不妊の原因は、男女半々
吉川さんが、「基本データとして押さえておきたい」として挙げたのが、WHO(世界保健機関)が発表した数字です。
「不妊原因の割合を示した1996年のWHOの統計によると、男性のみが24%、夫婦両方が24%。つまり、男性側に不妊の原因がある夫婦は48%にのぼる、ということです。『妊娠は女性だけの問題じゃないんだ』と気づくきっかけになるグラフですね」
また、現在の日本においては、5.5組に1組の夫婦が不妊の検査や治療を受けたことがある、というデータもあります(国立社会保証・人口問題研究所「2015年社会保障・人口問題基本調査」)。
不妊は女性だけの問題ではないこと、さらに不妊治療は決して特別なものではなく、多くのカップルが取り組んでいるものである、ということが数字からもわかるはずです。
精液検査を受けたくなるデータ
妊活女子のお悩みの常連といえば、「夫が検査を受けてくれない」というもの。そこで吉川さんが用意したのが、精子の真実を伝えるデータです。こちらは、WHOが発表した自然妊娠するための最低ラインを示した「精子の基準値」。
正常な精子は4%以上で基準値クリア
「実は男性も、自分の精子についてほとんど知らないんです。学校の性教育で習うのって、丸い頭に尻尾がついたおたまじゃくしみたいな精子が、一回の射精で一億匹出ます、といった程度。それがすりこまれていて、『元気なニョロニョロが大量に発射されて、そのなかで最強のヤツが卵子にたどり着く』と思っている男性が多数派です。
でも、実際には、動かない精子もいれば、頭が2つあったり尻尾がちぎれたりした奇形の精子もいる。WHOの基準では、正常な精子が4%以上いること、となっています。つまり、多くの精子は奇形、ということ。こうしたデータを見ると、『俺の精子はどうなんだろう?』と興味が湧いてくるのではないでしょうか」
精子の実態を知ることが「精子によい生活」を意識するきっかけになった、という男性も多いそう。
「僕はよく、『私生活の乱れは精子の乱れ』という話をします。
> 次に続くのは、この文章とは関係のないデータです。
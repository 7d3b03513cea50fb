//! Benchmark utility for frameflow
//!
//! Streams synthetic frames through the scheduler on the bundled CPU
//! runtime and reports throughput.
//!
//! Usage: cargo run --release --bin benchmark

use std::time::Instant;

use frameflow::runtime::native::{ModelDescriptor, TensorSpec};
use frameflow::{DataType, InferenceOptions, InferenceScheduler, NativeRuntime, Poll};
use tracing_subscriber::{layer::SubscriberExt, util::SubscriberInitExt};

fn env_usize(name: &str, default: usize) -> usize {
    std::env::var(name)
        .ok()
        .and_then(|v| v.parse().ok())
        .unwrap_or(default)
}

fn main() {
    tracing_subscriber::registry()
        .with(
            tracing_subscriber::EnvFilter::try_from_default_env()
                .unwrap_or_else(|_| tracing_subscriber::EnvFilter::new("frameflow=info")),
        )
        .with(tracing_subscriber::fmt::layer())
        .init();

    println!("=== frameflow benchmark ===\n");

    let frames = env_usize("BENCHMARK_FRAMES", 10_000);
    let batch_size = env_usize("BENCHMARK_BATCH_SIZE", 4);
    let nireq = env_usize("BENCHMARK_NIREQ", 8);
    let channels = env_usize("BENCHMARK_CHANNELS", 3);
    let height = env_usize("BENCHMARK_HEIGHT", 224);
    let width = env_usize("BENCHMARK_WIDTH", 224);

    println!("Benchmark configuration:");
    println!("  Frames: {}", frames);
    println!("  Batch size: {}", batch_size);
    println!("  Request pool: {}", nireq);
    println!("  Frame shape: {}x{}x{}", channels, height, width);
    println!();

    // The model is either supplied by the caller or a generated identity
    // descriptor matching the frame shape.
    let model_path = match std::env::var("FRAMEFLOW_MODEL") {
        Ok(path) => std::path::PathBuf::from(path),
        Err(_) => {
            let desc = ModelDescriptor {
                name: Some("benchmark-identity".to_string()),
                inputs: vec![TensorSpec {
                    name: "data".to_string(),
                    channels,
                    height,
                    width,
                    dtype: DataType::Uint8,
                }],
                outputs: vec![TensorSpec {
                    name: "out".to_string(),
                    channels,
                    height,
                    width,
                    dtype: DataType::Uint8,
                }],
            };
            let path = std::env::temp_dir().join(format!("frameflow-bench-{}.json", std::process::id()));
            let contents = match serde_json::to_vec_pretty(&desc) {
                Ok(contents) => contents,
                Err(e) => {
                    eprintln!("failed to serialize model descriptor: {}", e);
                    std::process::exit(1);
                }
            };
            if let Err(e) = std::fs::write(&path, contents) {
                eprintln!("failed to write model descriptor: {}", e);
                std::process::exit(1);
            }
            path
        }
    };

    let mut opts = InferenceOptions::default()
        .with_model_path(&model_path)
        .with_input_name("data")
        .with_output_name("out")
        .with_batch_size(batch_size)
        .with_nireq(nireq);
    opts.apply_env_overrides();

    let sched: InferenceScheduler<_, Vec<u8>> =
        match InferenceScheduler::open(&NativeRuntime::new(), opts) {
            Ok(sched) => sched,
            Err(e) => {
                eprintln!("failed to open scheduler: {}", e);
                std::process::exit(1);
            }
        };

    sched.set_pre_proc(|frame: &Vec<u8>, tensor| {
        let data = tensor.data();
        let n = frame.len().min(data.len());
        data[..n].copy_from_slice(&frame[..n]);
        Ok(())
    });
    sched.set_post_proc(|_frame, tensor| Ok(tensor.data().to_vec()));

    let frame_bytes = channels * height * width;
    let mut consumed = 0usize;
    let start = Instant::now();

    for i in 0..frames {
        let frame = vec![(i % 251) as u8; frame_bytes];
        if let Err(e) = sched.submit(frame) {
            eprintln!("submit failed at frame {}: {}", i, e);
            std::process::exit(1);
        }

        // Keep the ready list short while producing.
        loop {
            match sched.poll() {
                Ok(Poll::Ready(_)) => consumed += 1,
                Ok(_) => break,
                Err(e) => {
                    eprintln!("poll failed: {}", e);
                    std::process::exit(1);
                }
            }
        }
    }

    if let Err(e) = sched.flush() {
        eprintln!("flush failed: {}", e);
        std::process::exit(1);
    }

    // Drain to end of stream.
    loop {
        match sched.poll() {
            Ok(Poll::Ready(_)) => consumed += 1,
            Ok(Poll::Empty) => break,
            Ok(Poll::NotReady) => std::thread::yield_now(),
            Err(e) => {
                eprintln!("poll failed during drain: {}", e);
                std::process::exit(1);
            }
        }
    }

    let elapsed = start.elapsed();
    let fps = consumed as f64 / elapsed.as_secs_f64();
    let snapshot = sched.metrics();

    if let Err(e) = sched.close() {
        eprintln!("close failed: {}", e);
        std::process::exit(1);
    }

    println!("Results:");
    println!("  Consumed: {} frames in {:.2?}", consumed, elapsed);
    println!("  Throughput: {:.1} frames/sec", fps);
    match serde_json::to_string_pretty(&snapshot) {
        Ok(json) => println!("  Metrics: {}", json),
        Err(_) => println!("  Metrics: {:?}", snapshot),
    }
}
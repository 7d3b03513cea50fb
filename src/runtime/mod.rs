//! Runtime capability traits
//!
//! The scheduler is generic over any inference runtime that can load a
//! model, hand out reusable request handles with typed tensor buffers, and
//! execute a request asynchronously with a completion callback. The bundled
//! CPU implementation lives in [`native`]; an accelerator runtime plugs in
//! by implementing the same two traits.

pub mod model;
pub mod native;

use std::path::Path;

use serde::{Deserialize, Serialize};

use crate::tensor::{Tensor, TensorDesc, TensorMut};
use crate::utils::error::{FrameflowError, Result};

pub use model::ModelHandle;
pub use native::{NativeModel, NativeRuntime};

/// Memory layout requested for a 4-D input at the model boundary.
///
/// Descriptors are always reported as `[N,C,H,W]`; setting `Nhwc` tells the
/// runtime that callers write interleaved data and it must transpose.
#[derive(Debug, Clone, Copy, PartialEq, Eq, Serialize, Deserialize)]
#[serde(rename_all = "lowercase")]
pub enum Layout {
    Any,
    Nchw,
    Nhwc,
}

/// Callback invoked exactly once when an asynchronous launch finishes.
///
/// The request handle is returned to the caller together with the execution
/// status, so the handle can be recycled whether the run succeeded or not.
pub type CompletionFn<R> = Box<dyn FnOnce(R, Result<()>) + Send + 'static>;

/// A rejected asynchronous launch.
///
/// Hands the request back so the caller can recycle it; the completion
/// callback is guaranteed not to have been invoked.
pub struct LaunchError<R> {
    pub request: R,
    pub error: FrameflowError,
}

impl<R> LaunchError<R> {
    pub fn new(request: R, error: FrameflowError) -> Self {
        Self { request, error }
    }
}

/// Entry point of a runtime backend: loads models onto a device.
pub trait InferenceRuntime {
    type Model: RuntimeModel;

    /// Load a model from a file onto the named device.
    ///
    /// Fails with [`FrameflowError::ModelLoad`] for unreadable or invalid
    /// files and [`FrameflowError::Config`] for unknown devices.
    fn load_model(&self, path: &Path, device: &str) -> Result<Self::Model>;
}

/// A loaded model: tensor metadata plus request creation and execution.
///
/// Request handles own their input/output buffers and may be in flight on a
/// runtime worker thread while the model is used from other threads, so the
/// model itself must be shareable.
pub trait RuntimeModel: Send + Sync + 'static {
    type Request: Send + 'static;

    fn input_names(&self) -> Vec<String>;

    fn output_names(&self) -> Vec<String>;

    fn input_desc(&self, name: &str) -> Result<TensorDesc>;

    fn output_desc(&self, name: &str) -> Result<TensorDesc>;

    /// Declare the layout callers use for a 4-D input.
    fn set_input_layout(&mut self, name: &str, layout: Layout) -> Result<()>;

    /// Resize the batch dimension of the named input (and the outputs that
    /// depend on it). Must be called before any request is created.
    fn reshape_input_batch(&mut self, name: &str, batch: usize) -> Result<()>;

    /// Allocate a reusable inference request with its tensor buffers.
    fn create_request(&self) -> Result<Self::Request>;

    /// Mutable view of a request's input buffer.
    fn input_tensor<'r>(&self, request: &'r mut Self::Request, name: &str) -> Result<TensorMut<'r>>;

    /// View of a request's output buffer.
    fn output_tensor<'r>(&self, request: &'r Self::Request, name: &str) -> Result<Tensor<'r>>;

    /// Execute synchronously on the calling thread.
    fn infer(&self, request: &mut Self::Request) -> Result<()>;

    /// Execute asynchronously; `on_complete` fires exactly once on a runtime
    /// worker thread. A rejected launch returns the request without having
    /// invoked the callback.
    fn infer_async(
        &self,
        request: Self::Request,
        on_complete: CompletionFn<Self::Request>,
    ) -> std::result::Result<(), LaunchError<Self::Request>>;
}
struct Shared<M: RuntimeModel, T> {
    model: ModelHandle<M>,
    mode: Mode<M::Request, T>,
    batch_size: usize,
    /// Tickets of launched batches, keyed by slot id until completion
    in_flight: Mutex<HashMap<usize, Vec<SlotTicket<T>>>>,
    tracker: OutputTracker<T>,
    pre_proc: RwLock<Option<Arc<PreProcFn<T>>>>,
    post_proc: RwLock<Option<Arc<PostProcFn<T>>>>,
    metrics: SchedulerMetrics,
}

impl<M, T> Shared<M, T>
where
    M: RuntimeModel,
    T: Send + 'static,
{
    /// Runs on a runtime completion thread, once per launched batch.
    fn on_batch_complete(
        &self,
        slot_id: usize,
        request: M::Request,
        result: Result<()>,
    ) {
        let tickets = match self.in_flight.lock() {
            Ok(mut guard) => guard.remove(&slot_id).unwrap_or_default(),
            Err(_) => {
                warn!(slot = slot_id, "in-flight table mutex poisoned");
                Vec::new()
            }
        };
        let post = self.post_proc.read().ok().and_then(|g| g.clone());

        let mut results = Vec::with_capacity(tickets.len());
        match result {
            Ok(()) => {
                for (index, ticket) in tickets.into_iter().enumerate() {
                    let output = match post.as_deref() {
                        Some(post) => self
                            .model
                            .output_slice(&request, index)
                            .and_then(|slice| post(&ticket.frame, &slice)),
                        None => Err(FrameflowError::InvalidArgument(
                            "post-processing callback is not set".to_string(),
                        )),
                    };
                    match output {
                        Ok(frame) => results.push((ticket.seq, Some(frame))),
                        Err(e) => {
                            warn!(seq = ticket.seq, "post-processing failed: {}", e);
                            self.metrics.record_postproc_failure();
                            results.push((ticket.seq, None));
                        }
                    }
                }
            }
            Err(e) => {
                warn!(slot = slot_id, "batch execution failed: {}", e);
                for ticket in tickets {
                    results.push((ticket.seq, None));
                }
            }
        }

        if let Err(e) = self.tracker.complete_batch(results) {
            warn!(slot = slot_id, "completion tracking failed: {}", e);
        }

        // Tracker mutex is released; the slot can go back to the pool.
        if let Mode::Batched(pool) = &self.mode {
            if let Err(e) = pool.give(BatchSlot::new(slot_id, request)) {
                warn!(slot = slot_id, "failed to recycle slot: {}", e);
            }
        }
    }
}
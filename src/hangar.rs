use crate::aircraft::{BodyCategory, Fleet, OperationalState};
use crate::status::round1;
use serde::{Deserialize, Serialize};

/// Fixed ceiling on simultaneous maintenance inductions per body class.
#[derive(Debug, Clone, Copy, PartialEq, Eq, Serialize, Deserialize)]
pub struct HangarCapacity {
    pub wide_body: usize,
    pub narrow_body: usize,
    pub total: usize,
}

impl Default for HangarCapacity {
    fn default() -> HangarCapacity {
        HangarCapacity {
            wide_body: 5,
            narrow_body: 12,
            total: 15,
        }
    }
}

/// Fleet-wide occupancy aggregate, recomputed fresh from the full snapshot
/// set on every query. Holds no cross-call state.
#[derive(Debug, Clone, PartialEq, Serialize)]
pub struct HangarState {
    pub wide_body_count: usize,
    pub narrow_body_count: usize,
    pub total_count: usize,
    pub wide_body_available: usize,
    pub narrow_body_available: usize,
    pub utilization_percent: f64,
    pub is_full: bool,
    pub capacity: HangarCapacity,
}

impl HangarState {
    /// Aggregates the aircraft currently in maintenance against the capacity
    /// ceiling. Fullness is gated on wide-body congestion or the total
    /// ceiling; a saturated narrow-body pool alone does not flag the hangar
    /// as full.
    pub fn compute(fleet: &Fleet, capacity: HangarCapacity) -> HangarState {
        let in_maintenance = fleet
            .aircraft
            .iter()
            .filter(|a| a.state == OperationalState::InMaintenance);

        let mut wide_body_count = 0;
        let mut narrow_body_count = 0;
        for aircraft in in_maintenance {
            match aircraft.category {
                BodyCategory::Wide | BodyCategory::Cargo => wide_body_count += 1,
                BodyCategory::Narrow => narrow_body_count += 1,
            }
        }
        let total_count = wide_body_count + narrow_body_count;

        let utilization_percent = if capacity.total == 0 {
            100.0
        } else {
            round1(total_count as f64 / capacity.total as f64 * 100.0)
        };

        HangarState {
            wide_body_count,
            narrow_body_count,
            total_count,
            wide_body_available: capacity.wide_body.saturating_sub(wide_body_count),
            narrow_body_available: capacity.narrow_body.saturating_sub(narrow_body_count),
            utilization_percent,
            is_full: wide_body_count >= capacity.wide_body || total_count >= capacity.total,
            capacity,
        }
    }

    /// Point-in-time availability for one body class. Wide and cargo frames
    /// draw on the wide-body pool, everything else on the narrow-body pool.
    /// The reason string names the constraint that applies.
    pub fn available(&self, category: BodyCategory) -> (bool, String) {
        match category {
            BodyCategory::Wide | BodyCategory::Cargo => {
                if self.wide_body_available == 0 {
                    (
                        false,
                        format!(
                            "wide-body hangar capacity exhausted ({}/{} bays occupied)",
                            self.wide_body_count, self.capacity.wide_body
                        ),
                    )
                } else {
                    (
                        true,
                        format!("wide-body slot available ({} free)", self.wide_body_available),
                    )
                }
            }
            BodyCategory::Narrow => {
                if self.narrow_body_available == 0 {
                    (
                        false,
                        format!(
                            "narrow-body hangar capacity exhausted ({}/{} bays occupied)",
                            self.narrow_body_count, self.capacity.narrow_body
                        ),
                    )
                } else {
                    (
                        true,
                        format!(
                            "narrow-body slot available ({} free)",
                            self.narrow_body_available
                        ),
                    )
                }
            }
        }
    }
}
use rand::rngs::StdRng;
use rand::{Rng, SeedableRng};
use serde::{Deserialize, Serialize};
use std::collections::hash_map::DefaultHasher;
use std::fmt;
use std::hash::{Hash, Hasher};

/// Non-routine defect classes discovered during a check.
#[derive(Debug, Clone, Copy, Default, PartialEq, Eq, Serialize, Deserialize)]
pub enum FindingKind {
    #[default]
    None,
    Corrosion,
    FatigueCrack,
    SystemFailure,
}

impl FindingKind {
    fn description(&self) -> &'static str {
        match self {
            FindingKind::None => "",
            FindingKind::Corrosion => "Corrosion detected in structural components",
            FindingKind::FatigueCrack => "Fatigue crack found during NDT inspection",
            FindingKind::SystemFailure => "System malfunction during functional test",
        }
    }
}

impl fmt::Display for FindingKind {
    fn fmt(&self, f: &mut fmt::Formatter<'_>) -> fmt::Result {
        match self {
            FindingKind::None => write!(f, "None"),
            FindingKind::Corrosion => write!(f, "Corrosion"),
            FindingKind::FatigueCrack => write!(f, "Fatigue Crack"),
            FindingKind::SystemFailure => write!(f, "System Malfunction"),
        }
    }
}

/// Outcome of one non-routine-finding draw. Created fresh on every status
/// computation and never persisted.
#[derive(Debug, Clone, Default, PartialEq, Serialize, Deserialize)]
pub struct NonRoutineFinding {
    pub present: bool,
    pub kind: FindingKind,
    pub extra_days: u32,
    pub description: String,
}

impl NonRoutineFinding {
    pub fn absent() -> NonRoutineFinding {
        NonRoutineFinding::default()
    }
}

/// Parameters of the non-routine-finding model. EASA reports put the
/// non-routine rate at roughly 15% of checks, each extending the check by
/// one to three days.
#[derive(Debug, Clone, Copy, PartialEq, Serialize, Deserialize)]
pub struct StochasticParams {
    pub probability: f64,
    pub min_extra_days: u32,
    pub max_extra_days: u32,
}

impl Default for StochasticParams {
    fn default() -> StochasticParams {
        StochasticParams {
            probability: 0.15,
            min_extra_days: 1,
            max_extra_days: 3,
        }
    }
}

fn seed_from_key(key: &str) -> u64 {
    let mut hasher = DefaultHasher::new();
    key.hash(&mut hasher);
    hasher.finish()
}

/// Draws one non-routine-finding outcome for the given seed key.
///
/// The key (tail number + check letter) fully determines the stream, so the
/// same key always yields the same outcome regardless of call order. Each
/// evaluation is an independent Bernoulli trial; below `probability` a finding
/// is present with a flat uniform kind and a uniform extra-day delay in
/// `[min_extra_days, max_extra_days]`.
pub fn generate(seed_key: &str, params: &StochasticParams) -> NonRoutineFinding {
    let mut rng = StdRng::seed_from_u64(seed_from_key(seed_key));

    if rng.random::<f64>() < params.probability {
        let kind = match rng.random_range(0..3) {
            0 => FindingKind::Corrosion,
            1 => FindingKind::FatigueCrack,
            _ => FindingKind::SystemFailure,
        };
        let extra_days = rng.random_range(params.min_extra_days..=params.max_extra_days);
        NonRoutineFinding {
            present: true,
            kind,
            extra_days,
            description: kind.description().to_string(),
        }
    } else {
        NonRoutineFinding::absent()
    }
}
use thiserror::Error;

/// Failures surfaced by the maintenance core. All of them propagate to the
/// caller unchanged; the core never retries and never substitutes defaults
/// for broken operational data.
#[derive(Debug, Clone, PartialEq, Eq, Error)]
pub enum MaintenanceError {
    #[error("unknown check type `{0}`, expected one of A, B, C, D")]
    UnknownCheckType(String),

    #[error("invalid date `{0}`, expected YYYY-MM-DD")]
    InvalidDateFormat(String),

    #[error("missing required field `{0}`")]
    MissingField(&'static str),
}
精液のコンディションは、日によって大きくばらつきがあります。二日酔いや徹夜明けの日は、精液検査の結果も最悪。バランスのいい食事、質のいい睡眠、適度な運動などを心がけることで、精子も元気になる。一度の検査で結果が悪かったとしても絶望することはない、ということも知っておくと、さらに検査へのハードルが下がりますね」
妊娠率のデータで客観的事実に向き合う
「そろそろ本腰を入れないと授かれないかも」とエンジンをかける女性に対して、男性は「そんなに焦らなくても」「そのうちできるよ」「君は若々しいから大丈夫」とのれんに腕押し、といった話は「妊活あるある」といって言いほど。年齢によるタイムリミットを実感しづらい男性の目を覚まさせるためにも、やはり客観的データの提示が効くようです。
「わかりやすいのは、年齢別の妊娠率の変化を表したデータです。これを見れば、年を重ねるにしたがって妊娠率が下がることが一目瞭然。もっとも妊娠率が高い日で比較すると、20代前半なら50%、20代後半から30代前半なら40%、30代後半では30%です。さらにこのグラフからは、男性も年齢を重ねることで、女性を妊娠させる能力が低下することが見てとれますね」
「不妊治療においても、年齢は治療成績を左右する大きなファクターです。35歳以降は妊娠率が下がるとともに、流産率、先天異常の赤ちゃんが生まれる確率も高くなります」
ライフプランを話し合うためのデータ
「これらのデータを見せながらぜひ行ってほしいのが、2人のライフプランをすり合わせることです。子どもは1人がいいと思っている夫婦と、2人以上ほしいと思っている夫婦とでは、妊活をどれだけ急ぐべきかも違いますよね。でも、基本の家族計画を面と向かって話したことがないという夫婦は意外と多いものです」
「こちらはオランダの研究チームがまとめたものです。こうしたデータも、夫婦の意識をすり合わせるときに役立ちそうですね。達成確率75%の年齢を目安としてみてはいかがでしょう」
「妊活なんて必要ない」「俺たちに限っては大丈夫」という意識低めなパートナーを前にすると、つい焦りやイライラから感情的になってしまう、という方もいるでしょう。でも、無関心に見える態度は、正しい知識を知らないがゆえのことかもしれません。確たるデータを見せることで、話し合いもぐっと建設的になるはずです。